Athletic trainers serve many roles in nation's high schools

In many high schools, particularly after the class day ends and the school nurse leaves, athletic trainers become the town doctors by default.

"I hear about it all -- pregnancy, STDs, abuse, and I try to make the referrals and stuff to get them help,'' said Jennifer Rheeling, athletic trainer for H.D. Woodson High School inWashington, D.C., for 18 years. "I'm an adult that will sit and listen -- kids call me 'Ma' and I take that as a huge compliment."

Working in one of the city's poorest neighborhood, Rheeling often struggles to make connections with parents. "I've taken kids to the hospital with broken bones sometimes when we couldn't find a parent," she said. "A lot of the kids don't have health coverage and I try to work with their parents to get them enrolled in one of the public plans."

Because many athletic trainers also teach at least part of the day and work extended hours, they become part of the fabric of a school and, often, the surrounding community. "Students have more access to us than any other health-care professional," said John Reynolds, who works at George Marshall High School in Falls Church, Va.

Tanya Dargusch, head athletic trainer at Washington Township High School in Sewell, N.J., for 22 years, said, "I'm here for all the kids, not just athletes. I've treated dancers, ROTC cadets, marching-band kids -- I even had to deal with a student who had been stabbed. There was no other medical provider around but me that time of day."

Longtime athletic trainers like Dargush often find their practice extended to non-scholastic sports. "My own kids have done all kids of youth sports, and when someone gets hurt or there's a safety question, its 'Talk to Tanya, she'll know what to do.'"

Brian Robinson, a fixture in the training room at Glenbrook South High School in Glenview, Ill., since 1977, admits he's become a community resource. "The midget football league wants help making sure the equipment fits kids properly; a soccer league had a rash of knee injuries and asked if I could teach some conditioning exercises to the coaches and players," he said. "From what I understand, it helped.

"I see a fair number of bumps and bruises around the neighborhood, too.
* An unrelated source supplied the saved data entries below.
//! LMDB backend tests: atomic write sets, ordered scans, and a full
//! governance lifecycle surviving an environment reopen.

use curation_governance::{ApplicationStatus, CurationEngine, NewApplication};
use curation_nullables::{NullClock, NullLedger, NullRegistry};
use curation_store::{GovernanceStore, WriteSet};
use curation_store_lmdb::LmdbEnvironment;
use curation_types::{Address, Amount, GovernanceParams, Identity, SubjectKind};
use std::collections::BTreeSet;
use std::path::Path;
use std::sync::Arc;

// ---------------------------------------------------------------------------
// Helpers
// ---------------------------------------------------------------------------

const MAP_SIZE: usize = 64 * 1024 * 1024;

fn open(path: &Path) -> LmdbEnvironment {
    LmdbEnvironment::open(path, MAP_SIZE).expect("open env")
}

fn addr(seed: u8) -> Address {
    Address::from_bytes([seed; 20])
}

fn params() -> GovernanceParams {
    GovernanceParams {
        application_fee: Amount::new(5),
        min_quorum: Amount::new(100),
        min_deposit: Amount::new(10),
        initial_voting_period_secs: 60,
        challenge_window_secs: 30,
        challenge_voting_period_secs: 60,
        lame_duck_period_secs: 600,
        ..GovernanceParams::default()
    }
}

// ---------------------------------------------------------------------------
// 1. Raw store behaviour
// ---------------------------------------------------------------------------

#[test]
fn write_set_commits_all_tables() {
    let dir = tempfile::tempdir().unwrap();
    let env = open(dir.path());
    let store = env.governance_store();
    let subject = addr(1);

    let mut batch = WriteSet::new();
    batch.put_application(&subject, b"app".to_vec());
    batch.archive_application(&subject, 0, b"old".to_vec());
    batch.put_round(&subject, 0, b"round".to_vec());
    batch.put_deposit(&subject, &addr(2), 0, b"d2".to_vec());
    batch.append_message(b"m0".to_vec());
    batch.append_message(b"m1".to_vec());
    batch.put_meta("lame_duck", b"ld".to_vec());
    let receipt = store.commit(batch).unwrap();
    assert_eq!(receipt.message_ids, vec![0, 1]);

    assert_eq!(store.get_application(&subject).unwrap(), Some(b"app".to_vec()));
    assert_eq!(
        store.get_archived_application(&subject, 0).unwrap(),
        Some(b"old".to_vec())
    );
    assert_eq!(store.get_round(&subject, 0).unwrap(), Some(b"round".to_vec()));
    assert_eq!(store.get_round(&subject, 1).unwrap(), None);
    assert_eq!(
        store.get_deposit(&subject, &addr(2), 0).unwrap(),
        Some(b"d2".to_vec())
    );
    assert_eq!(store.get_meta("lame_duck").unwrap(), Some(b"ld".to_vec()));
    assert_eq!(store.message_count().unwrap(), 2);
    assert_eq!(store.list_applications().unwrap().len(), 1);
}

#[test]
fn round_deposits_scan_stays_inside_round() {
    let dir = tempfile::tempdir().unwrap();
    let env = open(dir.path());
    let store = env.governance_store();
    let subject = addr(1);

    let mut batch = WriteSet::new();
    batch.put_deposit(&subject, &addr(3), 0, b"a".to_vec());
    batch.put_deposit(&subject, &addr(2), 0, b"b".to_vec());
    batch.put_deposit(&subject, &addr(2), 1, b"c".to_vec());
    batch.put_deposit(&addr(9), &addr(2), 0, b"d".to_vec());
    store.commit(batch).unwrap();

    // Ordered by voter within the round.
    assert_eq!(
        store.get_round_deposits(&subject, 0).unwrap(),
        vec![b"b".to_vec(), b"a".to_vec()]
    );
    assert_eq!(store.get_round_deposits(&subject, 1).unwrap(), vec![b"c".to_vec()]);
    assert!(store.get_round_deposits(&subject, 2).unwrap().is_empty());
}

#[test]
fn message_ids_continue_across_batches() {
    let dir = tempfile::tempdir().unwrap();
    let env = open(dir.path());
    let store = env.governance_store();

    for i in 0..3u8 {
        let mut batch = WriteSet::new();
        batch.append_message(vec![i]);
        assert_eq!(store.commit(batch).unwrap().message_ids, vec![u64::from(i)]);
    }
    let page = store.get_messages(1, 3).unwrap();
    assert_eq!(page.len(), 2);
    assert_eq!(page[0].id, 1);
    assert_eq!(page[1].data, vec![2]);
    assert!(store.get_messages(3, 3).unwrap().is_empty());
}

// ---------------------------------------------------------------------------
// 2. Engine over LMDB
// ---------------------------------------------------------------------------

#[test]
fn governance_state_survives_reopen() {
    let dir = tempfile::tempdir().unwrap();
    let clock = Arc::new(NullClock::new(1_000));
    let ledger = Arc::new(NullLedger::new());
    let registry = Arc::new(NullRegistry::new());
    let subject = addr(7);
    let applicant = Identity::new(addr(1));
    let voter = Identity::new(addr(2));
    ledger.fund(&applicant.address, Amount::new(5));
    ledger.fund(&voter.address, Amount::new(500));

    {
        let env = open(dir.path());
        let engine = CurationEngine::new(
            Arc::new(env.governance_store()),
            ledger.clone(),
            registry.clone(),
            clock.clone(),
            params(),
        )
        .unwrap();
        engine
            .submit_application(
                &applicant,
                NewApplication {
                    subject: subject.clone(),
                    subject_kind: SubjectKind::Factory,
                    title: "stable-factory".into(),
                    display_title: "Stable Factory".into(),
                    metadata_uri: "ipfs://stable-factory".into(),
                    features: BTreeSet::new(),
                    fee: Amount::new(5),
                    message: "first".into(),
                },
            )
            .unwrap();
        engine
            .vote(&subject, &voter, true, Amount::new(150), "yes")
            .unwrap();
        engine.enter_lame_duck(&Identity::admin(addr(3))).unwrap();
    }

    clock.advance(60);
    let env = open(dir.path());
    let engine = CurationEngine::new(
        Arc::new(env.governance_store()),
        ledger.clone(),
        registry.clone(),
        clock.clone(),
        params(),
    )
    .unwrap();

    assert!(engine.lame_duck_status().is_some());
    assert_eq!(engine.message_count().unwrap(), 2);
    let outcome = engine.finalize_round(&subject).unwrap();
    assert_eq!(outcome.status, ApplicationStatus::Approved);
    assert_eq!(outcome.approval_stake, Amount::new(150));
    assert_eq!(
        engine.settle(&subject, 0, &voter.address).unwrap(),
        Amount::new(150)
    );

    clock.advance(30);
    let app = engine.get_application(&subject).unwrap();
    assert_eq!(app.status, ApplicationStatus::Registered);
    assert!(app.registry_synced);
    assert!(registry.is_registered(&subject));
}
Most of the time, I tell them to skip the trip to the ER, but I also make referrals to local sports-medicine physicians."

In many communities, schools contract with hospitals or sports-rehab clinics to provide athletic-trainer services on a full-time or part-time basis with employees who may also work in other sports-medicine settings.

"Our folks become part of the school athletic programs, but some of them may have spent the morning working with some of the kids' grandparents in one of our clinics," said Marisa Brunett, director of sports medicine for CORA Rehabilitation Clinics in Orlando, Fla.

She manages services for several public high schools across central Florida, and for a growing list of private schools. "We do a lot of creative things to get at least some level of services into smaller schools, like private schools that don't feel they can afford a full-time person on staff."

Many high-school athletic trainers also moonlight at tournaments and camps, often working with the same students they see at school. Many also volunteer time to make presentations to youth leagues and community groups about injury prevention.

"It's hard to quantify, but we definitely think communities where athletic trainers are part of the health-care team through the schools get wider benefits for young athletes from high school on down," said Robinson, who also chairs the secondary-school committee of the National Athletic Trainers' Association.